▸ Directions for this task:
Scan the records for "Option". Show the matching lines.

☆ ☆ ☆ ☆ ☆

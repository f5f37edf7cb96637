use crate::domains::grid::types::{AgentId, Cell, Direction, GoalLabel};
use serde::{Deserialize, Serialize};

/// One agent's slice of one committed timestep, for external reporting.
#[derive(Debug, Clone, Serialize, Deserialize)]
pub struct StepRecord {
    pub step: u32,
    pub agent_id: AgentId,
    pub position_before: Cell,
    pub position_after: Cell,
    pub chosen_direction: Option<Direction>,
    pub declared_goal: Option<GoalLabel>,
}

/// End-of-run report.
#[derive(Debug, Clone, Serialize, Deserialize)]
pub struct RunMetrics {
    /// Timesteps actually executed.
    pub steps: u32,
    /// Theoretical optimum: the minimax assignment cost when agent and
    /// goal counts match, otherwise the summed nearest-goal distances.
    pub optimal: u32,
    /// True when the run hit `max_steps` with agents still on the board.
    pub failed: bool,
    pub collisions: u32,
}

#[derive(Debug, Clone)]
pub struct RunOutcome {
    pub metrics: RunMetrics,
    pub log: Vec<StepRecord>,
}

☆ ☆ ☆ ☆ ☆

▸ Worked solution:
    pub chosen_direction: Option<Direction>,
    pub declared_goal: Option<GoalLabel>,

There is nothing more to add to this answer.